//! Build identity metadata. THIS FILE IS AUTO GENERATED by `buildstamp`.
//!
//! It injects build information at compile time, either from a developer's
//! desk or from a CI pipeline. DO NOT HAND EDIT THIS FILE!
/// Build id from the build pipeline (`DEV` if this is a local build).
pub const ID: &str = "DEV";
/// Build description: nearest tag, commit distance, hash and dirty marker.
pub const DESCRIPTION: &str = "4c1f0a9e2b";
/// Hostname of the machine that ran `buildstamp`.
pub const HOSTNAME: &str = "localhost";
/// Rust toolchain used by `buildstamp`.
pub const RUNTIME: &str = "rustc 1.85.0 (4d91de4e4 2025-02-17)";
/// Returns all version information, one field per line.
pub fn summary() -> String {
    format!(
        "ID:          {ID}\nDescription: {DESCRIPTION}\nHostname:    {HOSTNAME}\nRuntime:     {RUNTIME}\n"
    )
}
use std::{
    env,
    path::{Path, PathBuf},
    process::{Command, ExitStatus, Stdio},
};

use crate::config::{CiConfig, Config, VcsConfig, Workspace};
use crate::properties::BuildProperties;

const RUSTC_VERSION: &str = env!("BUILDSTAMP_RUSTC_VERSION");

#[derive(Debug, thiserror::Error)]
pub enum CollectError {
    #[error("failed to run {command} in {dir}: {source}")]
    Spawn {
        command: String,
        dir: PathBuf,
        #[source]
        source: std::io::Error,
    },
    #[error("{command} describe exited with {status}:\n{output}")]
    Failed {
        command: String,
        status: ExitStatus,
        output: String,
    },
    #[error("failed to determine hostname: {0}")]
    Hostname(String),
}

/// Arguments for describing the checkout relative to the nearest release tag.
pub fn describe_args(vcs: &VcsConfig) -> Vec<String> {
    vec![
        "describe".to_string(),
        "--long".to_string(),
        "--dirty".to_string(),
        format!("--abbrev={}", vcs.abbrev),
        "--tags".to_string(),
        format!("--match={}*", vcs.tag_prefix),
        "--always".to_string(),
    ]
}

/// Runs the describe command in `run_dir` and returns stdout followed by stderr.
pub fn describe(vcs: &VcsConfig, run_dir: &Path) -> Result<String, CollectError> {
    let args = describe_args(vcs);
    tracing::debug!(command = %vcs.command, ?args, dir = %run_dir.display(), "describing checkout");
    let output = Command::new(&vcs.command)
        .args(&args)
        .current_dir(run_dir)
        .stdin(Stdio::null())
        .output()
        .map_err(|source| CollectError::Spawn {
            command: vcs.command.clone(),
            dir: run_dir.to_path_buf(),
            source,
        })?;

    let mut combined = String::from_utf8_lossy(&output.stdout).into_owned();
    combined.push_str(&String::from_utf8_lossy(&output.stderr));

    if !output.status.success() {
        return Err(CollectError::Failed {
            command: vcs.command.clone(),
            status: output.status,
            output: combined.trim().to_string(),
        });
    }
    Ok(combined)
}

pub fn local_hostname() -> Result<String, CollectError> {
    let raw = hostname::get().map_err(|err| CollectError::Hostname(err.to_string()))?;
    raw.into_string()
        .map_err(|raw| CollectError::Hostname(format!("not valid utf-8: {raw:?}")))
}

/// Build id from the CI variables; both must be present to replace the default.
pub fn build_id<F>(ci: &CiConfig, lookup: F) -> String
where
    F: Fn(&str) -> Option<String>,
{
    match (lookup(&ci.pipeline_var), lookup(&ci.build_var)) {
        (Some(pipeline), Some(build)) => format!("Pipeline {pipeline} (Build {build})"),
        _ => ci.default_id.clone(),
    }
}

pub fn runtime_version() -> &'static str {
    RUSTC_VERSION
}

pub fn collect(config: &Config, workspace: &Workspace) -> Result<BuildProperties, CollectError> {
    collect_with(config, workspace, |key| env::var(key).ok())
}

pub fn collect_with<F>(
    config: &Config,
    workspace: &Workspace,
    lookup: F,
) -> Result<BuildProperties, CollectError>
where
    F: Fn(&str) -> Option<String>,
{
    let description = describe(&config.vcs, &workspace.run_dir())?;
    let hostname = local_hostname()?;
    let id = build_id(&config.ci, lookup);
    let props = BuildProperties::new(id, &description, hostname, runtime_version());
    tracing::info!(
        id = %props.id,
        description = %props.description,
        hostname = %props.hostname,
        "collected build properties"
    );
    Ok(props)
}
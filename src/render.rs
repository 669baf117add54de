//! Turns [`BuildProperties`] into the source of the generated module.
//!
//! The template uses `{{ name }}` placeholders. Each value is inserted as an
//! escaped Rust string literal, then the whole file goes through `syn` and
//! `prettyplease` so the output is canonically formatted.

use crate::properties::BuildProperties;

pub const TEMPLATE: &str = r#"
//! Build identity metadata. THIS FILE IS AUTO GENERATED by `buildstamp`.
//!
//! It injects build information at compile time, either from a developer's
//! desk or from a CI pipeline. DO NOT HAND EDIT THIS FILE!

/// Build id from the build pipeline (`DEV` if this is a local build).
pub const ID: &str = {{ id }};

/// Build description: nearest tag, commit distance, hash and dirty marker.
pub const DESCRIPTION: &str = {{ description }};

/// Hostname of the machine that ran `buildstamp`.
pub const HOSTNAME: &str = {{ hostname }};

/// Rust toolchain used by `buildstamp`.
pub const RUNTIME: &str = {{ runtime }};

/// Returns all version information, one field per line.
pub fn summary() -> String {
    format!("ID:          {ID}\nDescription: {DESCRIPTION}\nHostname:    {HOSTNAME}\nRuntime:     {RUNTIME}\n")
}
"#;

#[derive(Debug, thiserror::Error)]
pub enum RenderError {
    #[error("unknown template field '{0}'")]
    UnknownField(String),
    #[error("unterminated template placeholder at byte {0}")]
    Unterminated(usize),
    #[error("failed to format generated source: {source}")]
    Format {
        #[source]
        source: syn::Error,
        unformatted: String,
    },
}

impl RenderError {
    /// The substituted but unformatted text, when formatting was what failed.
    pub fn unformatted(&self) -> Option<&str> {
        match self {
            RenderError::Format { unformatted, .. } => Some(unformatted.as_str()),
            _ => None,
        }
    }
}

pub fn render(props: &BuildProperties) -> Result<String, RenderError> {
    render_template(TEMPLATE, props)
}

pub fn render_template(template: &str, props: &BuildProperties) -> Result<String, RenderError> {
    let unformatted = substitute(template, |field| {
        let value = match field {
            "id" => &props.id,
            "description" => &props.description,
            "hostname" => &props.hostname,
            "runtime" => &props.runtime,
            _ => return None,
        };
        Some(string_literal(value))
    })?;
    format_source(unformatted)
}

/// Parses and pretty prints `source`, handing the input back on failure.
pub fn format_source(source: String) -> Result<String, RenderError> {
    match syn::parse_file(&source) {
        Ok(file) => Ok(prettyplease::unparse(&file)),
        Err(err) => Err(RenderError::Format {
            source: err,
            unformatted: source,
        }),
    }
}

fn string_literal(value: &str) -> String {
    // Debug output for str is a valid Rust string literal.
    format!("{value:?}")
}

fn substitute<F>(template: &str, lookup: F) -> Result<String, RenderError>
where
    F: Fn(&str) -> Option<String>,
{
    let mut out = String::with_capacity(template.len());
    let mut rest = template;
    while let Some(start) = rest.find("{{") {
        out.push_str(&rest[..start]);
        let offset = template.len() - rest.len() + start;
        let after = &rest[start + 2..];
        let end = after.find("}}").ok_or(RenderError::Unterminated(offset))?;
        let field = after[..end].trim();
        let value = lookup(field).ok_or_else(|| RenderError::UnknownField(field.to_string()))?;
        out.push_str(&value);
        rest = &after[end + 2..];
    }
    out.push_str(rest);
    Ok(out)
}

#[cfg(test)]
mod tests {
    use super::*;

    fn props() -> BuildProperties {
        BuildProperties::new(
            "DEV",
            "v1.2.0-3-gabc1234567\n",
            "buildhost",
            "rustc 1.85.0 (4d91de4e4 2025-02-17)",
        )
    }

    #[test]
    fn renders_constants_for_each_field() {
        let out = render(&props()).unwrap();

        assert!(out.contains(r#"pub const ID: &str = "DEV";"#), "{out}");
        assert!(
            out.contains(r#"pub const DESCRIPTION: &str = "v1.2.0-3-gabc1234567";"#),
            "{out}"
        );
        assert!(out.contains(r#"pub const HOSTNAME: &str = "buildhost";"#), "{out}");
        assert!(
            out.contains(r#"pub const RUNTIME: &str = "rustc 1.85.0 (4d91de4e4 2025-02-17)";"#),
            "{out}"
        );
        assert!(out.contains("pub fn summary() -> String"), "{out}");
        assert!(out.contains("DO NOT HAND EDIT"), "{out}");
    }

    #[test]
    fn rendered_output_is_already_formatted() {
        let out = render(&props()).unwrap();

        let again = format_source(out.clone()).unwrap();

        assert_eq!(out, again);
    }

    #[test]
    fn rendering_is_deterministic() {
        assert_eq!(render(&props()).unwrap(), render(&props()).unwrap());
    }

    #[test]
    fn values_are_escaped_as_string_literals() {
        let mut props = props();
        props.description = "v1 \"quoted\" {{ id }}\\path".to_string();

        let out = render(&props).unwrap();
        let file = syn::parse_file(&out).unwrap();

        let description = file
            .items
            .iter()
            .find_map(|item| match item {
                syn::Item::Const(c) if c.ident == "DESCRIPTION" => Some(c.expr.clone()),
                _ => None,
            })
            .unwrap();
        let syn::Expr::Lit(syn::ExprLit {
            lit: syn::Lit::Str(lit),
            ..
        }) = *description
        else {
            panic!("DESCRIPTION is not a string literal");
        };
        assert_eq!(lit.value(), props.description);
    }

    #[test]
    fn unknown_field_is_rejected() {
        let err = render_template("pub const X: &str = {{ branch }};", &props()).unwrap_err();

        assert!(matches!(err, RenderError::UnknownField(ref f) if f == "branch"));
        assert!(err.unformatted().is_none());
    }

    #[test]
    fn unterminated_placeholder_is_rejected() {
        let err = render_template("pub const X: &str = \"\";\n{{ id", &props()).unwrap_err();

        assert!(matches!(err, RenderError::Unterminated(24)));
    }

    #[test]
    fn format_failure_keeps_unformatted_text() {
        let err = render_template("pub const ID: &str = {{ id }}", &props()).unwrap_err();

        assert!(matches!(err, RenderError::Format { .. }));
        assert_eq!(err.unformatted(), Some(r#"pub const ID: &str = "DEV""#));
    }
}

> PROBLEM TO SOLVE: Show each line of the material that includes the word "again".

> ANSWER FOR THE TASK:
        let again = format_source(out.clone()).unwrap();
        assert_eq!(out, again);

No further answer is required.